No Brasil, segundo o estudo do Projeto Latino-Americano de Investigação em Obstrução Pulmonar, um importante estudo epidemiológico, 9% das pessoas com idade média de 40 anos têm DPOC. Isso representa quase 8 milhões de brasileiros, pelos dados do Instituto Brasileiro de Geografia e Estatística (IBGE). Nos últimos 10 anos, DPOC foi a quinta maior causa de internação no Sistema Único de Saúde (SUS) de pacientes com mais de 40 anos, com cerca de 200 mil hospitalizações e gasto anual aproximado de R$ 72 milhões, conforme o Ministério da Saúde.
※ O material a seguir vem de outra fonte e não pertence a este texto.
//! Configuration resolution engine for pipeline steps.
//!
//! A step's options are assembled from several layers (defaults,
//! environment variables, the general/stage/step sections of the
//! configuration documents, explicitly set flags) plus resource references
//! into a secret store or the shared pipeline environment. The engine
//! canonicalizes aliases, merges by precedence, binds each value to its
//! declared type, validates the result and registers every secret with the
//! log redaction facility.
//!
//! ```no_run
//! use step_config::{
//!     Collaborators, ConfigDocument, ConfigResolver, LayerSet, MemoryEnvironment,
//!     MemorySecretStore, Redactor, ResolverOptions,
//! };
//! use step_meta::{StepRegistry, options::GithubCreateIssueOptions};
//!
//! # fn main() -> Result<(), Box<dyn std::error::Error>> {
//! let registry = StepRegistry::with_builtins()?;
//! let metadata = registry.require("githubCreateIssue")?;
//! let document = ConfigDocument::load(std::path::Path::new(".pipeline/config.yml"))?;
//!
//! let layers = LayerSet::new()
//!     .with(document.general_layer())
//!     .with(document.stage_layer("Release"))
//!     .with(document.step_layer(metadata));
//!
//! let secrets = MemorySecretStore::new();
//! let environment = MemoryEnvironment::new();
//! let redactor = Redactor::new();
//! let resolver = ConfigResolver::new(
//!     metadata,
//!     ResolverOptions::default(),
//!     Collaborators::new(&secrets, &environment, &redactor),
//! )?;
//! let resolution = resolver.resolve::<GithubCreateIssueOptions>(layers)?;
//! println!("{}", resolution.options.title);
//! # Ok(())
//! # }
//! ```

pub mod alias;
pub mod bind;
pub mod document;
pub mod engine;
pub mod error;
pub mod layer;
pub mod merge;
pub mod options;
pub mod reference;
pub mod report;
pub mod resolved;
pub mod scope;
pub mod secrets;
pub mod sources;
pub mod store;
pub mod validate;

pub use document::ConfigDocument;
pub use engine::{Collaborators, ConfigResolver, Resolution};
pub use error::{Error, Result};
pub use layer::{ConfigLayer, LayerKind, LayerSet};
pub use options::ResolverOptions;
pub use report::{ValidationReport, Violation, ViolationKind};
pub use resolved::{Provenance, REDACTED, ResolvedConfig, ResolvedValue};
pub use secrets::{Redactor, SecretRegistry};
pub use sources::{
    defaults_layer, environment_layer, flags_layer, flags_layer_with_parameters_json,
    process_environment_layer,
};
pub use store::{
    DirectoryEnvironment, DirectorySecretStore, Lookup, MemoryEnvironment, MemorySecretStore,
    SecretStore, SharedEnvironment,
};
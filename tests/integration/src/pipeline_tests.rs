//! Multi-step pipeline runs on real files
//!
//! Exercises the complete flow: stacked configuration documents ->
//! layers -> resolution against directory-backed stores, with one step
//! publishing values that a later step picks up.

use pretty_assertions::assert_eq;
use serde_json::{Map, Value, json};
use step_config::{
    Collaborators, ConfigDocument, ConfigResolver, DirectoryEnvironment, DirectorySecretStore,
    LayerSet, Provenance, Redactor, Resolution, ResolverOptions, SharedEnvironment,
    environment_layer, flags_layer,
};
use step_meta::options::{GithubCreateIssueOptions, HelmExecuteOptions};
use step_meta::{MetadataLoader, StepMetadata, StepRegistry};
use step_test_utils::TestWorkspace;
use step_test_utils::fixtures::{DEMO_CONFIG, DEMO_STEP_METADATA};

/// Stores of one pipeline run, shared by all its steps
struct PipelineRun {
    secrets: DirectorySecretStore,
    environment: DirectoryEnvironment,
    redactor: Redactor,
}

impl PipelineRun {
    fn new(ws: &TestWorkspace) -> Self {
        Self {
            secrets: DirectorySecretStore::new(ws.secrets_dir()),
            environment: DirectoryEnvironment::new(ws.environment_dir()),
            redactor: Redactor::new(),
        }
    }

    fn resolve<T: serde::de::DeserializeOwned>(
        &self,
        metadata: &StepMetadata,
        layers: LayerSet,
    ) -> step_config::Result<Resolution<T>> {
        ConfigResolver::new(
            metadata,
            ResolverOptions::default(),
            Collaborators::new(&self.secrets, &self.environment, &self.redactor),
        )?
        .resolve(layers)
    }
}

fn document_layers(document: &ConfigDocument, stage: &str, metadata: &StepMetadata) -> LayerSet {
    LayerSet::new()
        .with(document.general_layer())
        .with(document.stage_layer(stage))
        .with(document.step_layer(metadata))
}

#[test]
fn test_stacked_documents_in_mixed_formats() {
    let ws = TestWorkspace::new();
    let shipped = ws.write_file(
        "defaults/shipped.json",
        r#"{"general": {"helmDeployWaitSeconds": 120, "namespace": "shipped"},
            "steps": {"helmExecute": {"dumpLogs": true, "valuesMapping": {"image": {"tag": "1.0"}}}}}"#,
    );
    let team = ws.write_file(
        "defaults/team.toml",
        "[general]\nnamespace = \"team\"\n\n[steps.helmExecute.valuesMapping.image]\nrepository = \"registry/app\"\n",
    );
    ws.write_config(
        "stages:\n  Deploy:\n    helmCommand: upgrade\n    deploymentName: api\nsteps:\n  helmExecute:\n    dumpLogs: false\n",
    );

    let registry = StepRegistry::with_builtins().unwrap();
    let metadata = registry.require("helmExecute").unwrap();

    let mut document = ConfigDocument::default();
    for path in [shipped, team, ws.config_path()] {
        document.merge(&ConfigDocument::load(&path).unwrap(), metadata);
    }
    let run = PipelineRun::new(&ws);

    let resolution: Resolution<HelmExecuteOptions> = run
        .resolve(metadata, document_layers(&document, "Deploy", metadata))
        .unwrap();

    let options = resolution.options;
    assert_eq!(options.helm_command, "upgrade");
    assert_eq!(options.deployment_name, "api");
    assert!(!options.dump_logs);
    // namespace and helmDeployWaitSeconds are not visible in the general section
    assert_eq!(options.namespace, "default");
    assert_eq!(options.helm_deploy_wait_seconds, 300);
    assert_eq!(
        Value::Object(options.values_mapping),
        json!({"image": {"tag": "1.0", "repository": "registry/app"}})
    );
}

#[test]
fn test_later_step_reads_values_published_by_earlier_step() {
    let ws = TestWorkspace::new();
    ws.write_config(
        "steps:\n  githubCreateIssue:\n    title: Deployment failed\n  helmExecute:\n    helmCommand: publish\n",
    );
    ws.write_secret("github", "ghp_pipeline");
    let document = ConfigDocument::load(&ws.config_path()).unwrap();
    let registry = StepRegistry::with_builtins().unwrap();
    let run = PipelineRun::new(&ws);

    // A build step publishes its results
    run.environment.write("github/owner", &json!("octo")).unwrap();
    run.environment.write("github/repository", &json!("chart-repo")).unwrap();
    run.environment.write("artifactVersion", &json!("2.4.1")).unwrap();
    run.environment
        .write("custom/repositoryUrl", &json!("https://charts.example.com"))
        .unwrap();

    let helm = registry.require("helmExecute").unwrap();
    let helm_run: Resolution<HelmExecuteOptions> = run
        .resolve(helm, document_layers(&document, "Publish", helm))
        .unwrap();
    assert_eq!(helm_run.options.publish_version, "2.4.1");
    assert_eq!(helm_run.options.target_repository_url, "https://charts.example.com");

    let github = registry.require("githubCreateIssue").unwrap();
    let issue_run: Resolution<GithubCreateIssueOptions> = run
        .resolve(github, document_layers(&document, "Publish", github))
        .unwrap();
    assert_eq!(issue_run.options.owner, "octo");
    assert_eq!(issue_run.options.repository, "chart-repo");
    assert_eq!(issue_run.options.token, "ghp_pipeline");

    // Both runs leave the published values in place
    ws.assert_file_contains(".pipeline/commonPipelineEnvironment/artifactVersion", "2.4.1");
    assert_eq!(run.redactor.redact("ghp_pipeline"), "****");
}

#[test]
fn test_loaded_metadata_with_environment_and_flags() {
    let ws = TestWorkspace::new();
    ws.write_metadata("demo.yaml", DEMO_STEP_METADATA);
    ws.write_config(DEMO_CONFIG);
    ws.write_secret("demo-token", "t0k3n");

    let steps = MetadataLoader::new()
        .load_dir(&ws.path(".pipeline/metadata"))
        .unwrap();
    assert_eq!(steps.len(), 1);
    let metadata = &steps[0];
    let document = ConfigDocument::load(&ws.config_path()).unwrap();
    let run = PipelineRun::new(&ws);

    let layers = document_layers(&document, "Build", metadata)
        .with(environment_layer(
            [("PIPER_githubOrg", "env-org"), ("PIPER_labels", "x, y")],
            "PIPER_",
        ))
        .with(flags_layer([("verbose", json!("true")), ("retries", json!("9"))]));

    let resolution: Resolution<Map<String, Value>> = run.resolve(metadata, layers).unwrap();

    assert_eq!(resolution.options["owner"], json!("general-owner"));
    assert_eq!(resolution.options["labels"], json!(["build"]));
    assert_eq!(resolution.options["verbose"], json!(true));
    assert_eq!(resolution.options["retries"], json!(9));
    assert_eq!(resolution.options["token"], json!("t0k3n"));
    assert_eq!(resolution.resolved.get("retries").unwrap().provenance, Provenance::Flag);
    assert_eq!(resolution.resolved.get("owner").unwrap().provenance, Provenance::General);
}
Stelmach alerta para a falta de tratamentos específicos para as doenças. “Todo mundo que viveu e está vivendo a covid-19 sabe o que acontece quando se tem o ‘não tratamento’. Falta de ar, tosse, senão a morte. Não é possível viver sem os pulmões trabalhando adequadamente”, diz. Ele entende que, diante das doenças respiratórias graves, é preciso apostar cada vez mais no SUS, que atenda o grosso da população.
Transparência
A Fundação ProAR reúne profissionais da saúde, pacientes e entusiastas que têm como objetivo expandir o acesso ao diagnóstico e ao tratamento das doenças respiratórias crônicas como fibrose cística, asma grave, DPOC, câncer de pulmão e tuberculose. À frente desse projeto, Rafael Stelmach ressalta a importância da intermediação da entidade nas relações entre especialistas, indústrias, organizações e sociedade civil.
“O objetivo é colocar em prática as técnicas e as necessidades dos pacientes e trabalharmos juntos”, afirma. “Não é somente de professores e profissionais de saúde, mas também pessoas, pacientes ou não, que queiram participar com a gente nessa tarefa. Por isso, a nossa aproximação com a Frente Parlamentar (que está sendo criada pelo Congresso), assim como a associação dos pacientes”, diz o médico.
No Brasil, 58 milhões de pessoas convivem com algum tipo de doença pulmonar. No mundo, um sexto de todas as mortes decorre de enfermidades dos pulmões. Portanto, quanto mais a sociedade estiver ciente da gravidade das doenças respiratórias, mas ela cobrará dos governos acesso a tratamento adequado. E isso passa pela transparência e pela boa informação. “Não podemos esquecer que as doenças começam a se manifestar cedo”, afirma Stelmach.